My parents went back up to Scotland and I tried to keep myself as busy as possible until D-day. My mother returned the night before my appointment at the Nightingale Centre and we spent the morning avoiding charity chuggers and stock-piling enough food for a year in an Anderson Shelter:

“can you spare some time/money to give to the RSPCA/Shelter/Oxfam/Guide Dogs for the Blind?”

“no I can’t, so f**k OFF, get a hair cut & go get a proper job!”.

Disappointingly I didn’t get to say that, because for the first time, they gave me a very wide berth.

After a week of sleepless nights, I decided I’d rather be knocked out if it was really bad news, so my sympathetic GP equipped me with a little something to lessen the blow. Mum & I went on our merry way, fully armed with a handbag full of tissues and tranquillisers. The strongest thing I have ever shared with my mother is a packet of Rennies, but on that day she would have gladly taken anything on offer.

It all turned out alright. They told me it was a provisional Stage 2B (invasive ductal carcinoma ER+ PR+): very common, very treatable and very unlikely to have spread. However, they told me the tumour was large, so treatment would be long. First chemotherapy to shrink the tumour, then surgery & finally radiotherapy.

No tears were shed and no benzodiazepines were required. They said the magic words “you will be ok” & this was all we really wanted to hear. The first piece of good news in a really shitty week, so we went home and celebrated with tea and cake.

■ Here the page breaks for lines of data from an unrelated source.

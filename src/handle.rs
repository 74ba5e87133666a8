use std::path::Path;

use lofty::{prelude::*, probe::Probe, properties::FileProperties};
use thiserror::Error;

use crate::{
    flac::FlacFile,
    format::{ContainerKind, FileType},
    generic::GenericFile,
    mpeg::MpegFile,
    property::PropertyMap,
    resolver::ContainerSet,
};

#[derive(Error, Debug)]
pub enum HandleError {
    #[error("{0}")]
    Io(#[from] std::io::Error),
    #[error("{0}")]
    Id3(#[from] id3::Error),
    #[error("{0}")]
    Ape(#[from] ape::Error),
    #[error("{0}")]
    Flac(#[from] metaflac::Error),
    #[error("{0}")]
    Lofty(#[from] lofty::error::LoftyError),
    #[error("Unsupported file type")]
    UnsupportedFileType,
    #[error("Operation not supported for {0} tags")]
    UnsupportedOperation(ContainerKind),
}

/// Stream details listed next to the tags.
#[derive(Debug, Clone, Copy, PartialEq, Eq)]
pub struct AudioProperties {
    /// Bits per second.
    pub bit_rate: u32,
    pub channels: u8,
    /// Whole seconds.
    pub length: u64,
    pub sample_rate: u32,
}
impl From<&FileProperties> for AudioProperties {
    fn from(props: &FileProperties) -> Self {
        Self {
            bit_rate: props.audio_bitrate().unwrap_or(0) * 1000,
            channels: props.channels().unwrap_or(0),
            length: props.duration().as_secs(),
            sample_rate: props.sample_rate().unwrap_or(0),
        }
    }
}

/// Audio properties through lofty, for bindings whose tag library has none.
/// A stream lofty cannot parse has no properties; its tags are still usable.
pub fn read_audio_properties(path: &Path) -> Option<AudioProperties> {
    match Probe::open(path).and_then(|x| x.read()) {
        Ok(file) => Some(AudioProperties::from(file.properties())),
        Err(err) => {
            log::debug!("no audio properties for {}: {err}", path.display());
            None
        }
    }
}

/// Everything the processing code needs from an opened audio file.
///
/// Property sets are edited in memory; nothing reaches the disk until
/// `save` or `strip`.
pub trait TagFile {
    fn file_type(&self) -> FileType;
    fn has_container(&self, kind: ContainerKind) -> bool;
    /// Present and holding at least one text property. Reads only consider
    /// containers with content.
    fn has_content(&self, kind: ContainerKind) -> bool {
        self.has_container(kind)
    }
    /// An empty map when the container is absent.
    fn properties_for(&self, kind: ContainerKind) -> PropertyMap;
    fn set_properties_for(&mut self, kind: ContainerKind, properties: PropertyMap);
    fn remove_unsupported(&mut self, kind: ContainerKind);
    /// Writes the given containers. Absent ones are only created when
    /// `create_missing` is set.
    fn save(&mut self, containers: &ContainerSet, create_missing: bool)
        -> Result<(), HandleError>;
    /// Removes whole containers. Single-container types are cleared and
    /// saved instead and report `UnsupportedOperation` here.
    fn strip(&mut self, containers: &ContainerSet) -> Result<(), HandleError>;
    fn is_read_only(&self) -> bool;
    fn present_containers(&self) -> ContainerSet {
        ContainerSet::new()
    }
    fn audio_properties(&self) -> Option<AudioProperties> {
        None
    }
}

pub fn open(path: &Path) -> Result<Box<dyn TagFile>, HandleError> {
    let file_type = FileType::from_path(path);
    log::trace!("opening {} as {file_type}", path.display());
    match file_type {
        FileType::Mp3 => Ok(Box::new(MpegFile::open(path)?)),
        FileType::Flac => Ok(Box::new(FlacFile::open(path)?)),
        FileType::OggVorbis | FileType::Opus | FileType::M4a => {
            Ok(Box::new(GenericFile::open(path, file_type)?))
        }
        FileType::Invalid => Err(HandleError::UnsupportedFileType),
    }
}

pub fn is_read_only(path: &Path) -> bool {
    std::fs::metadata(path)
        .map(|x| x.permissions().readonly())
        .unwrap_or(true)
}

I wasn’t completely out of the woods as I still had to have a CT scan. This happened the following day, a Friday, so we had another anxious wait until receiving results on Monday evening. The CT scan confirmed that the cancer was unlikely to have spread: more good news. I might have been jumping the gun but it meant that my chances of survival were massively increased. Being told you’re not going to die is quite a big deal.

I’ve been listening to a lot of Bob Marley these past couple of weeks and his words have become my mantra: “Every little thing gonna be alright!”.